Antibiotic resistance (AR) is a natural phenomenon, the appearance of which predates the clinical use of antibiotics [1, 2]. Unfortunately, the widespread use and misuse of antibiotics in clinical and nonclinical environments for more than seven decades have provided optimal conditions for the appearance, mobilization, and concentration of highly efficient resistance systems in bacteria . The transfer of AR genes into human and animal pathogens could ultimately lead to a failure of antibiotic therapy . Mobilization among bacterial species is facilitated by AR genes being commonly located on mobile genetic elements such as transposons and plasmids, which have high horizontal transfer capacity . The presence of antibiotics in the environment not only provides a positive selection for resistant pathogens, but also exerts an evolutive pressure on components of the commensal microbiota . Under these conditions, the commensal bacteria in food could become a reservoir for AR determinants that could then further be disseminated via the food chain [7–9].
Determining the prevalence of AR genes in a given environment, and their characterization, requires the isolation and identification of the resistant bacteria, followed by a molecular analysis of their AR determinants [10–12]. The identification and quantification of AR genes directly in environmental samples, that is, without culturing biases, would be useful [13, 14]. Culture-independent analysis is also faster and more accurate than culture-based methods. Indeed, several AR identification and AR gene quantification techniques that require no culturing have recently been developed, such as denaturing gradient gel electrophoresis (DGGE) [15, 16], real-time quantitative PCR (qPCR) [13, 14, 17], construction and functional analysis of gene libraries [18–20], AR gene microarrays [21, 22], and analysis of metagenomic sequences [23, 24]. Knowledge of the types and loads of AR genes in foods could ultimately be of help to estimate the risk of their transmission during cheese manufacturing and after consumption. To our knowledge, few attempts have been made to directly analyze AR gene numbers and diversity in food samples.

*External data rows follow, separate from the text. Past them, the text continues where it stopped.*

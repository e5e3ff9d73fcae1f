//! Vector index: build from a document folder, or load a persisted one

mod docstore;

use std::collections::BTreeMap;
use std::path::{Path, PathBuf};
use std::sync::Arc;

pub use docstore::{DocstoreManifest, DocumentEntry, StaleFiles, DOCSTORE_FILE_NAME, VECTORS_DIR_NAME};

use crate::error::{AppError, AppResult, ResultExt};
use crate::services::ai::{Document, EmbeddingService, SearchService, TextNode, VectorStore};
use crate::services::parser::{fingerprint_folder, load_documents, LoadOptions};
use crate::services::VectorConfig;

#[derive(Debug, Clone, Copy, PartialEq, Eq)]
pub enum IndexSource {
    Loaded,
    Built { persisted: bool },
}

#[derive(Debug, Clone)]
pub struct IndexRequest {
    pub folder: PathBuf,
    pub embedding_path: Option<PathBuf>,
    pub rebuild: bool,
    pub load_options: LoadOptions,
}

impl IndexRequest {
    /// A persisted index is reused unless a rebuild was asked for
    pub fn should_load(&self) -> bool {
        !self.rebuild
            && self
                .embedding_path
                .as_deref()
                .is_some_and(DocstoreManifest::exists)
    }
}

pub struct VectorIndex {
    embedding: Arc<EmbeddingService>,
    store: Arc<VectorStore>,
    source: IndexSource,
    node_count: usize,
}

impl VectorIndex {
    pub async fn build_or_load(config: &VectorConfig, request: &IndexRequest) -> AppResult<Self> {
        match request.embedding_path.as_deref() {
            Some(path) if request.should_load() => Self::load(config, request, path).await,
            _ => Self::build(config, request).await,
        }
    }

    async fn load(config: &VectorConfig, request: &IndexRequest, path: &Path) -> AppResult<Self> {
        println!("Loading embeddings from: {}", path.display());
        let manifest = DocstoreManifest::load(path)?;

        if manifest.embedding_model != config.embedding_model {
            tracing::warn!(
                persisted = %manifest.embedding_model,
                configured = %config.embedding_model,
                "Persisted index uses a different embedding model; querying with the persisted one"
            );
        }
        let config = VectorConfig {
            embedding_model: manifest.embedding_model.clone(),
            vector_size: manifest.vector_size,
            ..config.clone()
        };

        let store = VectorStore::open_existing(
            &path.join(VECTORS_DIR_NAME),
            &config.table_name,
            config.vector_size,
        )
        .await
        .map_err(|err| match err {
            AppError::NotFound { .. } => AppError::Business(format!(
                "{err}; run again with --rebuild to re-embed {}",
                request.folder.display()
            )),
            other => other,
        })?;

        if store.count().await? == 0 {
            return Err(AppError::Business(format!(
                "persisted index at {} is empty; run again with --rebuild to re-embed {}",
                path.display(),
                request.folder.display()
            )));
        }

        warn_if_stale(&manifest, request);

        let embedding = init_embedding(config).await?;
        tracing::info!(nodes = manifest.node_count, "Loaded persisted index");

        Ok(Self {
            embedding: Arc::new(embedding),
            store: Arc::new(store),
            source: IndexSource::Loaded,
            node_count: manifest.node_count,
        })
    }

    async fn build(config: &VectorConfig, request: &IndexRequest) -> AppResult<Self> {
        let folder = request.folder.clone();
        let options = request.load_options;
        let documents = tokio::task::spawn_blocking(move || load_documents(&folder, &options))
            .await
            .map_err(|e| AppError::Business(format!("document loading task failed: {e}")))??;

        let embedding = init_embedding(config.clone()).await?;
        let mut nodes = embedding.chunk_documents(&documents);
        if nodes.is_empty() {
            return Err(AppError::Validation(format!(
                "No text could be extracted from {}",
                request.folder.display()
            )));
        }
        embedding.embed_nodes(&mut nodes).await?;

        let store = match request.embedding_path.as_deref() {
            Some(path) => {
                println!("Saving embeddings to: {}", path.display());
                prepare_persistent_store(path, config).await?
            }
            None => VectorStore::ephemeral(&config.table_name, config.vector_size).await?,
        };
        store.insert(&nodes).await?;

        let persisted = match request.embedding_path.as_deref() {
            Some(path) => {
                let fingerprint = fingerprint_folder(&request.folder, &request.load_options)?;
                let manifest = DocstoreManifest::new(
                    &config.embedding_model,
                    config.vector_size,
                    config.chunk_size,
                    config.chunk_overlap,
                    document_entries(&documents, &nodes, &fingerprint),
                );
                manifest.save(path)?;
                true
            }
            None => false,
        };

        tracing::info!(
            documents = documents.len(),
            nodes = nodes.len(),
            persisted,
            "Built index"
        );

        Ok(Self {
            embedding: Arc::new(embedding),
            store: Arc::new(store),
            source: IndexSource::Built { persisted },
            node_count: nodes.len(),
        })
    }

    pub fn source(&self) -> IndexSource {
        self.source
    }

    pub fn node_count(&self) -> usize {
        self.node_count
    }

    pub fn embedding(&self) -> &EmbeddingService {
        &self.embedding
    }

    pub fn retriever(&self) -> SearchService {
        SearchService::new(self.embedding.clone(), self.store.clone())
    }
}

/// Forget the old index before writing a new one: the marker goes first, so an
/// interrupted build is never mistaken for a loadable index
async fn prepare_persistent_store(path: &Path, config: &VectorConfig) -> AppResult<VectorStore> {
    DocstoreManifest::remove(path)?;
    VectorStore::recreate(&path.join(VECTORS_DIR_NAME), &config.table_name, config.vector_size).await
}

async fn init_embedding(config: VectorConfig) -> AppResult<EmbeddingService> {
    // model files may be downloaded on first use
    tokio::task::spawn_blocking(move || EmbeddingService::new(config))
        .await
        .ai_err("embedding model init task failed")?
}

fn warn_if_stale(manifest: &DocstoreManifest, request: &IndexRequest) {
    match fingerprint_folder(&request.folder, &request.load_options) {
        Ok(fingerprint) => {
            let stale = manifest.stale_files(&fingerprint);
            if !stale.is_empty() {
                tracing::warn!(
                    files = ?stale.all(),
                    "Documents changed since the index was built; use --rebuild to refresh it"
                );
            }
        }
        Err(err) => {
            tracing::warn!(folder = %request.folder.display(), error = %err, "Skipped staleness check");
        }
    }
}

/// Per-file page and chunk counts for the manifest; files that yielded
/// nothing are recorded with zero counts
fn document_entries(
    documents: &[Document],
    nodes: &[TextNode],
    fingerprint: &BTreeMap<String, String>,
) -> Vec<DocumentEntry> {
    let mut counts: BTreeMap<&str, (usize, usize)> = BTreeMap::new();
    for document in documents {
        counts.entry(&document.metadata.file_name).or_default().0 += 1;
    }
    for node in nodes {
        counts.entry(&node.metadata.file_name).or_default().1 += 1;
    }

    fingerprint
        .iter()
        .map(|(file_name, sha256)| {
            let (pages, chunks) = counts.get(file_name.as_str()).copied().unwrap_or_default();
            DocumentEntry {
                file_name: file_name.clone(),
                sha256: sha256.clone(),
                pages,
                chunks,
            }
        })
        .collect()
}

#[cfg(test)]
mod tests {
    use std::fs;

    use tempfile::tempdir;

    use super::*;
    use crate::services::ai::DocumentMetadata;

    fn metadata(file_name: &str, page: Option<&str>) -> DocumentMetadata {
        DocumentMetadata {
            file_name: file_name.to_string(),
            file_path: format!("/docs/{file_name}"),
            page_label: page.map(str::to_string),
        }
    }

    fn node(file_name: &str) -> TextNode {
        TextNode {
            node_id: "n".to_string(),
            doc_id: "d".to_string(),
            text: "t".to_string(),
            chunk_index: 0,
            token_count: None,
            text_hash: "h".to_string(),
            metadata: metadata(file_name, None),
            embedding: None,
        }
    }

    fn request(embedding_path: Option<PathBuf>, rebuild: bool) -> IndexRequest {
        IndexRequest {
            folder: PathBuf::from("./source"),
            embedding_path,
            rebuild,
            load_options: LoadOptions::default(),
        }
    }

    #[test]
    fn loads_only_when_manifest_exists_and_no_rebuild() {
        let dir = tempdir().unwrap();
        let path = dir.path().to_path_buf();

        assert!(!request(None, false).should_load());
        assert!(!request(Some(path.clone()), false).should_load());

        DocstoreManifest::new("m", 4, 10, 1, Vec::new())
            .save(&path)
            .unwrap();
        assert!(request(Some(path.clone()), false).should_load());
        assert!(!request(Some(path), true).should_load());
    }

    #[test]
    fn entries_count_pages_and_chunks_per_file() {
        let documents = vec![
            Document {
                doc_id: "a-1".to_string(),
                text: "p1".to_string(),
                metadata: metadata("a.pdf", Some("1")),
            },
            Document {
                doc_id: "a-2".to_string(),
                text: "p2".to_string(),
                metadata: metadata("a.pdf", Some("2")),
            },
            Document {
                doc_id: "b".to_string(),
                text: "notes".to_string(),
                metadata: metadata("b.txt", None),
            },
        ];
        let nodes = vec![node("a.pdf"), node("a.pdf"), node("a.pdf"), node("b.txt")];
        let fingerprint = BTreeMap::from([
            ("a.pdf".to_string(), "ha".to_string()),
            ("b.txt".to_string(), "hb".to_string()),
        ]);

        let entries = document_entries(&documents, &nodes, &fingerprint);
        assert_eq!(
            entries,
            vec![
                DocumentEntry {
                    file_name: "a.pdf".to_string(),
                    sha256: "ha".to_string(),
                    pages: 2,
                    chunks: 3,
                },
                DocumentEntry {
                    file_name: "b.txt".to_string(),
                    sha256: "hb".to_string(),
                    pages: 1,
                    chunks: 1,
                },
            ]
        );
    }

    #[tokio::test]
    async fn load_without_vectors_suggests_rebuild() {
        let dir = tempdir().unwrap();
        let config = VectorConfig::default();
        DocstoreManifest::new(&config.embedding_model, config.vector_size, 512, 20, Vec::new())
            .save(dir.path())
            .unwrap();

        let err = VectorIndex::build_or_load(&config, &request(Some(dir.path().to_path_buf()), false))
            .await
            .err()
            .unwrap();
        assert!(err.to_string().contains("--rebuild"));
    }

    #[test]
    fn unreadable_files_are_not_stale_after_build() {
        let folder = tempdir().unwrap();
        fs::write(folder.path().join("notes.txt"), "pump pressure is 3 bar").unwrap();
        fs::write(folder.path().join("broken.pdf"), b"not a pdf").unwrap();
        fs::write(folder.path().join("blank.txt"), "   ").unwrap();

        let options = LoadOptions::default();
        let documents = load_documents(folder.path(), &options).unwrap();
        assert_eq!(documents.len(), 1);
        let nodes: Vec<TextNode> = documents
            .iter()
            .map(|doc| node(&doc.metadata.file_name))
            .collect();
        let fingerprint = fingerprint_folder(folder.path(), &options).unwrap();

        let entries = document_entries(&documents, &nodes, &fingerprint);
        assert_eq!(entries.len(), 3);
        let broken = entries.iter().find(|e| e.file_name == "broken.pdf").unwrap();
        assert_eq!((broken.pages, broken.chunks), (0, 0));

        let manifest = DocstoreManifest::new("m", 4, 10, 1, entries);
        assert_eq!(manifest.node_count, 1);
        let again = fingerprint_folder(folder.path(), &options).unwrap();
        assert!(manifest.stale_files(&again).is_empty());
    }

    #[tokio::test]
    async fn rebuild_drops_marker_and_old_schema() {
        let dir = tempdir().unwrap();
        let old = VectorConfig {
            vector_size: 3,
            ..VectorConfig::default()
        };
        {
            let store = VectorStore::open(&dir.path().join(VECTORS_DIR_NAME), &old.table_name, 3)
                .await
                .unwrap();
            let mut stale = node("a.pdf");
            stale.embedding = Some(vec![1.0, 0.0, 0.0]);
            store.insert(&[stale]).await.unwrap();
        }
        DocstoreManifest::new(&old.embedding_model, 3, 512, 20, Vec::new())
            .save(dir.path())
            .unwrap();

        let new = VectorConfig {
            vector_size: 4,
            ..VectorConfig::default()
        };
        let store = prepare_persistent_store(dir.path(), &new).await.unwrap();
        assert!(!DocstoreManifest::exists(dir.path()));
        assert_eq!(store.count().await.unwrap(), 0);

        let mut fresh = node("a.pdf");
        fresh.embedding = Some(vec![0.0, 1.0, 0.0, 0.0]);
        store.insert(&[fresh]).await.unwrap();
        assert_eq!(store.count().await.unwrap(), 1);
    }

    #[tokio::test]
    async fn load_of_empty_table_suggests_rebuild() {
        let dir = tempdir().unwrap();
        let config = VectorConfig::default();
        VectorStore::open(
            &dir.path().join(VECTORS_DIR_NAME),
            &config.table_name,
            config.vector_size,
        )
        .await
        .unwrap();
        DocstoreManifest::new(&config.embedding_model, config.vector_size, 512, 20, Vec::new())
            .save(dir.path())
            .unwrap();

        let err = VectorIndex::build_or_load(&config, &request(Some(dir.path().to_path_buf()), false))
            .await
            .err()
            .unwrap();
        assert!(err.to_string().contains("is empty"));
        assert!(err.to_string().contains("--rebuild"));
    }
}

The aims of the present work were to identify the microbial populations resistant to tetracycline and erythromycin in commercial Spanish and Italian cheeses and to quantify their antibiotic resistance genes, using culturing and molecular techniques. These antibiotics were selected as a model due to the fact that resistance against tetracycline and erythromycin has been extensively documented among food-borne bacteria, including strains of lactic acid bacteria species.
2. Material and Methods
2.1. Cheese Sampling
Twenty commercial cheeses—10 Spanish (Cabrales, Zamorano, Majorero, Mahón, Torta del Casar, Manchego, Ibores, Garrotxa, De La Mesta, and Ibérico) and 10 Italian (Gorgonzola “dolce,” Gorgonzola “picante,” Caprino, Quartirolo Lombardo, Pecorino Sardo, Grana Padano, Montasio, Monte Veronese, Asiago, and Taleggio)—were bought at retail stores. These cheese types vary in terms of the technology used to manufacture them (artisanal (without starters), industrial (using commercial starters), the type of milk used (cow, goat, ewe, or mixtures), the treatment to which that milk is subject (raw, pasteurised), and ripening time (from one to 24 months)).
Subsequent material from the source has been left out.